The energy return on energy invested is also ridiculously low. Conventional crude oil at the peak of production in the U.S. once reaped 100 barrels of oil for every one expended. Today, that has declined to a ratio of 11:1. For extreme energy such as tar sands, it’s 3:1, and shales 5:1, meaning an enormous carbon-intensive footprint for both.
In order to be at all profitable, shale gas operators must seek customers who will pay the most, and those are the foreign markets in Asia. As soon as the liquefied natural gas (LNG) ports are in place, they will be able to charge $18 per million British Thermal Units (mmBTU) as compared with $3.80/mmBTU, the domestic price. They are now committed to fulfilling these long-term contracts to fuel Asian factories from a rapidly depleting commodity.

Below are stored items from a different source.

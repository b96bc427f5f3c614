//! Persistence seam for sale records.

use async_trait::async_trait;
use chrono::Utc;
use sqlx::{Postgres, QueryBuilder};
use tracing::debug;
use uuid::Uuid;

use crate::db::{self, DbPool};
use crate::error::RepositoryError;
use crate::filter::{Filter, ListQuery};
use crate::model::{NewSaleRecord, SaleRecord};

/// Rows per bulk `INSERT`; keeps bind parameters well under the Postgres limit of 65535.
const INSERT_CHUNK_SIZE: usize = 1000;

const SELECT_RECORDS: &str = "SELECT id, title, description, category, price, image, sold, date_of_sale, created_at FROM transactions";

#[async_trait]
pub trait TransactionRepository: Send + Sync {
    /// Replace every stored record with `records` as one unit; returns the number inserted.
    async fn replace_all(&self, records: &[NewSaleRecord]) -> Result<u64, RepositoryError>;

    /// One page of the month's records, optionally narrowed by a search term.
    async fn list(&self, query: &ListQuery) -> Result<Vec<SaleRecord>, RepositoryError>;

    /// Sum of `price` over matching records; zero when nothing matches.
    async fn sum_price(&self, filter: &Filter) -> Result<f64, RepositoryError>;

    async fn count(&self, filter: &Filter) -> Result<i64, RepositoryError>;

    /// Record counts grouped by category; `None` stands for a null category.
    async fn category_counts(
        &self,
        filter: &Filter,
    ) -> Result<Vec<(Option<String>, i64)>, RepositoryError>;
}

#[derive(Clone)]
pub struct PostgresRepository {
    pool: DbPool,
}

impl PostgresRepository {
    pub async fn connect(
        database_url: &str,
        max_connections: u32,
    ) -> Result<Self, RepositoryError> {
        let pool = db::connect(database_url, max_connections).await?;
        Ok(Self { pool })
    }

    pub async fn run_migrations(&self) -> Result<(), RepositoryError> {
        db::run_migrations(&self.pool).await
    }
}

#[async_trait]
impl TransactionRepository for PostgresRepository {
    async fn replace_all(&self, records: &[NewSaleRecord]) -> Result<u64, RepositoryError> {
        let created_at = Utc::now();
        let mut tx = self.pool.begin().await?;

        sqlx::query("TRUNCATE TABLE transactions")
            .execute(&mut *tx)
            .await?;

        let mut inserted = 0;
        for (index, chunk) in records.chunks(INSERT_CHUNK_SIZE).enumerate() {
            let first_seq = (index * INSERT_CHUNK_SIZE) as i64;
            let mut builder: QueryBuilder<'_, Postgres> = QueryBuilder::new(
                "INSERT INTO transactions (id, seq, title, description, category, price, image, sold, date_of_sale, created_at) ",
            );
            builder.push_values(chunk.iter().zip(first_seq..), |mut row, (record, seq)| {
                row.push_bind(Uuid::new_v4())
                    .push_bind(seq)
                    .push_bind(record.title.clone())
                    .push_bind(record.description.clone())
                    .push_bind(record.category.clone())
                    .push_bind(record.price)
                    .push_bind(record.image.clone())
                    .push_bind(record.sold)
                    .push_bind(record.date_of_sale)
                    .push_bind(created_at);
            });
            inserted += builder.build().execute(&mut *tx).await?.rows_affected();
        }

        tx.commit().await?;
        debug!(inserted, "committed transactional replace");
        Ok(inserted)
    }

    async fn list(&self, query: &ListQuery) -> Result<Vec<SaleRecord>, RepositoryError> {
        let filter = query.filter();
        let mut builder: QueryBuilder<'_, Postgres> = QueryBuilder::new(SELECT_RECORDS);
        filter.push_where(&mut builder);
        builder
            .push(" ORDER BY seq, id LIMIT ")
            .push_bind(query.pagination.limit())
            .push(" OFFSET ")
            .push_bind(query.pagination.offset());

        let records = builder
            .build_query_as::<SaleRecord>()
            .fetch_all(&self.pool)
            .await?;
        Ok(records)
    }

    async fn sum_price(&self, filter: &Filter) -> Result<f64, RepositoryError> {
        let mut builder: QueryBuilder<'_, Postgres> =
            QueryBuilder::new("SELECT COALESCE(SUM(price), 0) FROM transactions");
        filter.push_where(&mut builder);

        let total = builder
            .build_query_scalar::<f64>()
            .fetch_one(&self.pool)
            .await?;
        Ok(total)
    }

    async fn count(&self, filter: &Filter) -> Result<i64, RepositoryError> {
        let mut builder: QueryBuilder<'_, Postgres> =
            QueryBuilder::new("SELECT COUNT(*) FROM transactions");
        filter.push_where(&mut builder);

        let count = builder
            .build_query_scalar::<i64>()
            .fetch_one(&self.pool)
            .await?;
        Ok(count)
    }

    async fn category_counts(
        &self,
        filter: &Filter,
    ) -> Result<Vec<(Option<String>, i64)>, RepositoryError> {
        let mut builder: QueryBuilder<'_, Postgres> =
            QueryBuilder::new("SELECT category, COUNT(*) AS item_count FROM transactions");
        filter.push_where(&mut builder);
        builder.push(" GROUP BY category ORDER BY category");

        let rows = builder
            .build_query_as::<(Option<String>, i64)>()
            .fetch_all(&self.pool)
            .await?;
        Ok(rows)
    }
}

The economic law is drill or default. With hundreds of thousands of wells in 34 states and new leases being sold in Michigan, Illinois, and elsewhere, this does not bode well for the environment. Once the toxic genie is let out of the bottle, the pollution will be migrating through the water table, contaminating the surface, and plaguing us for generations to come.
How to stop the frack attack
As expressed in one workshop, some activists believe that the situation can be rectified by getting Big Gas and Oil’s dirty money out of the elections, since they heavily bankroll the candidates of both capitalist parties. However, because the ruling class controls every aspect of the government, reforming campaign finance would make little difference.
They can always avoid public disclosure by slipping the money into greasy palms under the table. Politicians who don’t play along with their plans to perpetuate the fossil-fuel-based economy until every last barrel of oil, tank of gas, and boxcar of coal is burned don’t last long.
Plus, President Obama has made it clear that he is for fracking and said in his State of the Union Address that all energy options are on the table. That includes filthy tar sands dilbit imported from Alberta, Canada. This pronouncement came along side dubious promises to deal with the climate crisis.
Admittedly, for every dollar spent on Congress, Big Oil & Gas gets a shocking 5800% return on its investment if one divides the $347 million in campaign contributions by the $20 billion in subsidies. The latter come in direct form in tax breaks and loopholes in environmental regulations, and indirect form through the military protection of oil shipping lanes and the out-and-out robbery of other nation’s energy resources through imperialist wars.
In the long run, it is more useful for the movement to forge powerful alliances among grassroots groups, workers, students, and oppressed nationalities and get out into the streets. It is hoped from the summit and the Feb. 17 demonstration that this process is in its formative stages.
This will enable masses of people to unite and demand an end to all fossil-fuel subsidies, the divestment of college and union pension hydrocarbon portfolios, and the taxation to the max of big polluters and destroyers of the climate, using the funds for clean-up. This can be done while simultaneously waging national and local struggles against extractive operations, including TransCanada’s Keystone XL2 pipeline.
The effort to draw down carbon, cool down the planet, and preserve and restore our ecosystems must be waged on many fronts. Ultimately, the only realistic solution is to make an ecosocialist revolution that puts planetary and human needs before profits.
The first act of the revolution must be to nationalize the Energy Giants and other productive forces by putting them under democratic workers’ control so they can be retooled and converted to clean, renewable sources of power and green manufacturing, while leaving all hydrocarbons in the ground where Mother Nature put them.